Según lo indica, luego de analizar una gran cantidad de material, el señor Juan Bravo había intentado abusar de dos niñas que habían ingresado a su hogar.
Lo encontraba culpable sin ningún lugar a dudas.

‘Solo nos hemos manejado con pistas firmes’, dijo la magistrada, quien se encuentra a pocos días de jubilarse luego de una aceptable carrera en el poder judicial.”

Volvió a leer esa noticia una y otra vez, con la extraña sensación de que hablaba de otra persona.
Había redactado miles de fallos, pero ese —el suyo— la dejaba sin palabras.
Recordó el momento en que firmó esa sentencia: la indignación colectiva, la presión mediática, los trending topics, las redes clamando venganza.
Lo había hecho convencida de estar del lado de la razón, pero ahora comprendía que solo había respondido al ruido.

El juicio era un espejo: el acusado y ella compartían la misma estructura. Ambos eran piezas de un mecanismo que necesitaba culpables para sostener su fe en la justicia.
No había monstruos ni inocentes, solo engranajes.

A partir de entonces comenzó a leer al revés.
Los textos le aparecían invertidos, las palabras caminaban hacia atrás como si el sentido se hubiera fugado del lenguaje.
A veces soñaba que los expedientes se abrían solos y los nombres se cambiaban unos por otros, como si el sistema se burlara de ella.
En su mente, el juicio se repetía infinitamente, pero con los roles invertidos: ella en el banquillo, Bravo dictando sentencia.

El poder, pensó, se alimenta de continuidad.
Necesita que la historia parezca inevitable, que el lenguaje jurídico suene a destino.
Pero cada letra, cada protocolo, cada firma lleva en sí la posibilidad de la inversión.
El derecho —lo había comprendido tarde— no es una ciencia, es un espejo.

Cerró el libro.

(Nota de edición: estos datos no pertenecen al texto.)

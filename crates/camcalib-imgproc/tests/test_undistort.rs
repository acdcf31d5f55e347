use camcalib_image::{Image, ImageError, ImageSize};
use camcalib_imgproc::calibration::distortion::PolynomialDistortion;
use camcalib_imgproc::calibration::optimal::get_optimal_new_camera_matrix;
use camcalib_imgproc::calibration::CameraIntrinsic;
use camcalib_imgproc::crop::crop_image;
use camcalib_imgproc::undistort::undistort_image;

fn camera() -> CameraIntrinsic {
    CameraIntrinsic {
        fx: 100.0,
        fy: 100.0,
        cx: 31.5,
        cy: 23.5,
    }
}

#[test]
fn test_undistort_image_identity() -> Result<(), ImageError> {
    let size = ImageSize {
        width: 64,
        height: 48,
    };
    let data = (0..size.width * size.height * 3)
        .map(|i| (i % 251) as f32)
        .collect::<Vec<_>>();
    let src = Image::<f32, 3>::new(size, data)?;
    let mut dst = Image::<f32, 3>::from_size_val(size, 0.0)?;

    undistort_image(
        &src,
        &mut dst,
        &camera(),
        &camera(),
        &PolynomialDistortion::default(),
    )?;

    for (a, b) in dst.as_slice().iter().zip(src.as_slice()) {
        assert!((a - b).abs() < 1e-3);
    }

    Ok(())
}

#[test]
fn test_undistort_and_crop_to_roi() -> Result<(), ImageError> {
    let size = ImageSize {
        width: 64,
        height: 48,
    };
    let distortion = PolynomialDistortion {
        k1: -0.4,
        k2: 0.1,
        ..Default::default()
    };
    let src = Image::<f32, 1>::from_size_val(size, 200.0)?;

    let (new_intrinsic, roi) =
        get_optimal_new_camera_matrix(&camera(), &distortion, &size, 1.0, &size);
    assert!(!roi.is_empty());

    let mut undistorted = Image::<f32, 1>::from_size_val(size, 0.0)?;
    undistort_image(&src, &mut undistorted, &camera(), &new_intrinsic, &distortion)?;

    let mut cropped = Image::<f32, 1>::from_size_val([roi.width, roi.height].into(), 0.0)?;
    crop_image(&undistorted, &mut cropped, roi.x, roi.y)?;

    assert!(cropped.width() <= size.width && cropped.height() <= size.height);

    // the valid region only sees the source image, away from its border
    let center = cropped.get([roi.height / 2, roi.width / 2, 0]).copied();
    assert_eq!(center.map(|v| (v - 200.0).abs() < 1e-3), Some(true));

    Ok(())
}
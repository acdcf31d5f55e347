use crate::error::CalibError;
use camcalib_3d::calibration::CalibrationOutput;
use camcalib_image::ImageSize;
use camcalib_imgproc::calibration::{
    distortion::{DistortionError, PolynomialDistortion},
    CameraIntrinsic,
};
use serde::{Deserialize, Serialize};
use std::fs::File;
use std::io::{BufReader, BufWriter};
use std::path::{Path, PathBuf};

/// Name of the YAML result file.
pub const YAML_FILE: &str = "data.yaml";

/// Name of the JSON result file.
pub const JSON_FILE: &str = "data.json";

/// The persisted calibration result.
///
/// The distortion coefficients `(k1, k2, p1, p2, k3)` are stored as a single row.
#[derive(Clone, Debug, PartialEq, Serialize, Deserialize)]
pub struct CalibrationResult {
    /// The row-major 3x3 camera matrix.
    pub camera_matrix: [[f64; 3]; 3],
    /// The distortion coefficients as a 1x5 matrix.
    pub dist_coeff: [[f64; 5]; 1],
    /// The height of the calibrated images.
    pub height: usize,
    /// The width of the calibrated images.
    pub width: usize,
}

impl CalibrationResult {
    /// Create the result of a calibration of images of the given size.
    pub fn new(output: &CalibrationOutput, image_size: ImageSize) -> Self {
        Self {
            camera_matrix: output.camera_matrix(),
            dist_coeff: [output.dist_coeffs()],
            height: image_size.height,
            width: image_size.width,
        }
    }

    /// The intrinsic parameters of the camera.
    pub fn intrinsic(&self) -> CameraIntrinsic {
        CameraIntrinsic::from_matrix(&self.camera_matrix)
    }

    /// The lens distortion of the camera.
    ///
    /// # Errors
    ///
    /// Returns an error if the stored row is not a supported coefficient vector.
    pub fn distortion(&self) -> Result<PolynomialDistortion, DistortionError> {
        PolynomialDistortion::from_coeffs(&self.dist_coeff[0])
    }
}

fn create(path: &Path) -> Result<BufWriter<File>, CalibError> {
    File::create(path)
        .map(BufWriter::new)
        .map_err(|source| CalibError::File {
            path: path.to_path_buf(),
            source,
        })
}

fn open(path: &Path) -> Result<BufReader<File>, CalibError> {
    File::open(path)
        .map(BufReader::new)
        .map_err(|source| CalibError::File {
            path: path.to_path_buf(),
            source,
        })
}

/// Write the result as YAML.
pub fn write_yaml(path: impl AsRef<Path>, result: &CalibrationResult) -> Result<(), CalibError> {
    serde_yaml::to_writer(create(path.as_ref())?, result)?;
    Ok(())
}

/// Write the result as JSON.
pub fn write_json(path: impl AsRef<Path>, result: &CalibrationResult) -> Result<(), CalibError> {
    serde_json::to_writer(create(path.as_ref())?, result)?;
    Ok(())
}

/// Read a result written by [`write_yaml`].
pub fn read_yaml(path: impl AsRef<Path>) -> Result<CalibrationResult, CalibError> {
    Ok(serde_yaml::from_reader(open(path.as_ref())?)?)
}

/// Read a result written by [`write_json`].
pub fn read_json(path: impl AsRef<Path>) -> Result<CalibrationResult, CalibError> {
    Ok(serde_json::from_reader(open(path.as_ref())?)?)
}

/// Write `data.yaml` and `data.json` into `output_dir`.
///
/// # Returns
///
/// The paths of the YAML and JSON files.
///
/// # Errors
///
/// Returns an error if a file cannot be created or serialized.
pub fn write_calibration(
    output_dir: impl AsRef<Path>,
    result: &CalibrationResult,
) -> Result<(PathBuf, PathBuf), CalibError> {
    let yaml_path = output_dir.as_ref().join(YAML_FILE);
    let json_path = output_dir.as_ref().join(JSON_FILE);

    write_yaml(&yaml_path, result)?;
    write_json(&json_path, result)?;

    log::info!(
        "calibration written to {} and {}",
        yaml_path.display(),
        json_path.display()
    );

    Ok((yaml_path, json_path))
}
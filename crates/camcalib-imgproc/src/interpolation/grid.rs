use camcalib_image::{Image, ImageError, ImageSize};

/// Create a pair of coordinate maps by evaluating a function on every pixel.
///
/// # Arguments
///
/// * `cols` - The number of columns indicating the width of the grid
/// * `rows` - The number of rows indicating the height of the grid
/// * `f` - Maps a destination pixel `(x, y)` to a source coordinate.
///
/// # Returns
///
/// A tuple of single channel images `(map_x, map_y)` of shape (rows, cols).
pub fn meshgrid_from_fn(
    cols: usize,
    rows: usize,
    f: impl Fn(usize, usize) -> Result<(f32, f32), ImageError>,
) -> Result<(Image<f32, 1>, Image<f32, 1>), ImageError> {
    let mut map_x = Vec::with_capacity(rows * cols);
    let mut map_y = Vec::with_capacity(rows * cols);

    for y in 0..rows {
        for x in 0..cols {
            let (u, v) = f(x, y)?;
            map_x.push(u);
            map_y.push(v);
        }
    }

    let size = ImageSize {
        width: cols,
        height: rows,
    };

    Ok((Image::new(size, map_x)?, Image::new(size, map_y)?))
}

#[cfg(test)]
mod tests {
    use camcalib_image::ImageError;

    #[test]
    fn test_meshgrid_identity() -> Result<(), ImageError> {
        let (map_x, map_y) = super::meshgrid_from_fn(3, 2, |x, y| Ok((x as f32, y as f32)))?;

        assert_eq!(map_x.size().width, 3);
        assert_eq!(map_x.size().height, 2);
        assert_eq!(map_x.as_slice(), &[0.0, 1.0, 2.0, 0.0, 1.0, 2.0]);
        assert_eq!(map_y.as_slice(), &[0.0, 0.0, 0.0, 1.0, 1.0, 1.0]);

        Ok(())
    }
}
/// lens distortion model module.
pub mod distortion;

/// optimal new camera matrix module.
pub mod optimal;

/// Represents the instrinsic parameters of a pinhole camera
///
/// # Fields
///
/// * `fx` - The focal length in the x direction
/// * `fy` - The focal length in the y direction
/// * `cx` - The x coordinate of the principal point
/// * `cy` - The y coordinate of the principal point
#[derive(Clone, Copy, Debug, PartialEq)]
pub struct CameraIntrinsic {
    /// The focal length in the x direction
    pub fx: f64,
    /// The focal length in the y direction
    pub fy: f64,
    /// The x coordinate of the principal point
    pub cx: f64,
    /// The y coordinate of the principal point
    pub cy: f64,
}

impl CameraIntrinsic {
    /// Build the intrinsics from a row-major 3x3 camera matrix, ignoring any skew term.
    pub fn from_matrix(k: &[[f64; 3]; 3]) -> Self {
        Self {
            fx: k[0][0],
            fy: k[1][1],
            cx: k[0][2],
            cy: k[1][2],
        }
    }

    /// The row-major 3x3 camera matrix.
    pub fn to_matrix(&self) -> [[f64; 3]; 3] {
        [
            [self.fx, 0.0, self.cx],
            [0.0, self.fy, self.cy],
            [0.0, 0.0, 1.0],
        ]
    }

    /// Project a normalized image coordinate to pixels.
    #[inline]
    pub fn denormalize(&self, x: f64, y: f64) -> (f64, f64) {
        (self.fx * x + self.cx, self.fy * y + self.cy)
    }

    /// Back-project a pixel to normalized image coordinates.
    #[inline]
    pub fn normalize(&self, u: f64, v: f64) -> (f64, f64) {
        ((u - self.cx) / self.fx, (v - self.cy) / self.fy)
    }
}
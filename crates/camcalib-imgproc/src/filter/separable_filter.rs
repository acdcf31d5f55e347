use camcalib_image::{Image, ImageError};

/// Apply a separable filter to an image.
///
/// The horizontal kernel is applied first and the vertical kernel on its result.
/// Pixels outside the image replicate the nearest border pixel.
///
/// # Arguments
///
/// * `src` - The source image with shape (H, W, C).
/// * `dst` - The destination image with shape (H, W, C).
/// * `kernel_x` - The horizontal kernel.
/// * `kernel_y` - The vertical kernel.
///
/// # Errors
///
/// Returns an error if `src` and `dst` do not have the same size.
pub fn separable_filter<const C: usize>(
    src: &Image<f32, C>,
    dst: &mut Image<f32, C>,
    kernel_x: &[f32],
    kernel_y: &[f32],
) -> Result<(), ImageError> {
    if src.size() != dst.size() {
        return Err(ImageError::InvalidImageSize(
            src.cols(),
            src.rows(),
            dst.cols(),
            dst.rows(),
        ));
    }

    let (rows, cols) = (src.rows(), src.cols());
    if rows == 0 || cols == 0 {
        return Ok(());
    }

    let half_x = (kernel_x.len() / 2) as isize;
    let half_y = (kernel_y.len() / 2) as isize;
    let max_col = cols as isize - 1;
    let max_row = rows as isize - 1;

    let src_data = src.as_slice();
    let mut temp = vec![0.0f32; src_data.len()];

    // horizontal pass
    for r in 0..rows {
        let row_offset = r * cols * C;
        for c in 0..cols {
            let mut acc = [0.0f32; C];
            for (i, &k) in kernel_x.iter().enumerate() {
                let x = (c as isize + i as isize - half_x).clamp(0, max_col) as usize;
                let idx = row_offset + x * C;
                for (ch, acc_val) in acc.iter_mut().enumerate() {
                    *acc_val += src_data[idx + ch] * k;
                }
            }
            temp[row_offset + c * C..row_offset + (c + 1) * C].copy_from_slice(&acc);
        }
    }

    // vertical pass
    let dst_data = dst.as_slice_mut();
    for r in 0..rows {
        let row_offset = r * cols * C;
        for c in 0..cols {
            let mut acc = [0.0f32; C];
            for (i, &k) in kernel_y.iter().enumerate() {
                let y = (r as isize + i as isize - half_y).clamp(0, max_row) as usize;
                let idx = y * cols * C + c * C;
                for (ch, acc_val) in acc.iter_mut().enumerate() {
                    *acc_val += temp[idx + ch] * k;
                }
            }
            dst_data[row_offset + c * C..row_offset + (c + 1) * C].copy_from_slice(&acc);
        }
    }

    Ok(())
}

Afuera, el invierno suizo se deshacía en la vereda.
Por primera vez en muchos años sintió algo parecido al miedo, pero no miedo al castigo, sino a la lucidez.
La verdad, entendió, no libera: desordena.

Guardó la carta en su bolso, pagó el café y salió.
La nieve caía con una calma burocrática, como si también obedeciera a un fallo.
Caminó hasta el lago. Se detuvo frente al agua y pensó que tal vez, en algún lugar, Juan Bravo también la miraba.
Y que ninguno de los dos sabía ya quién era el juez y quién el acusado.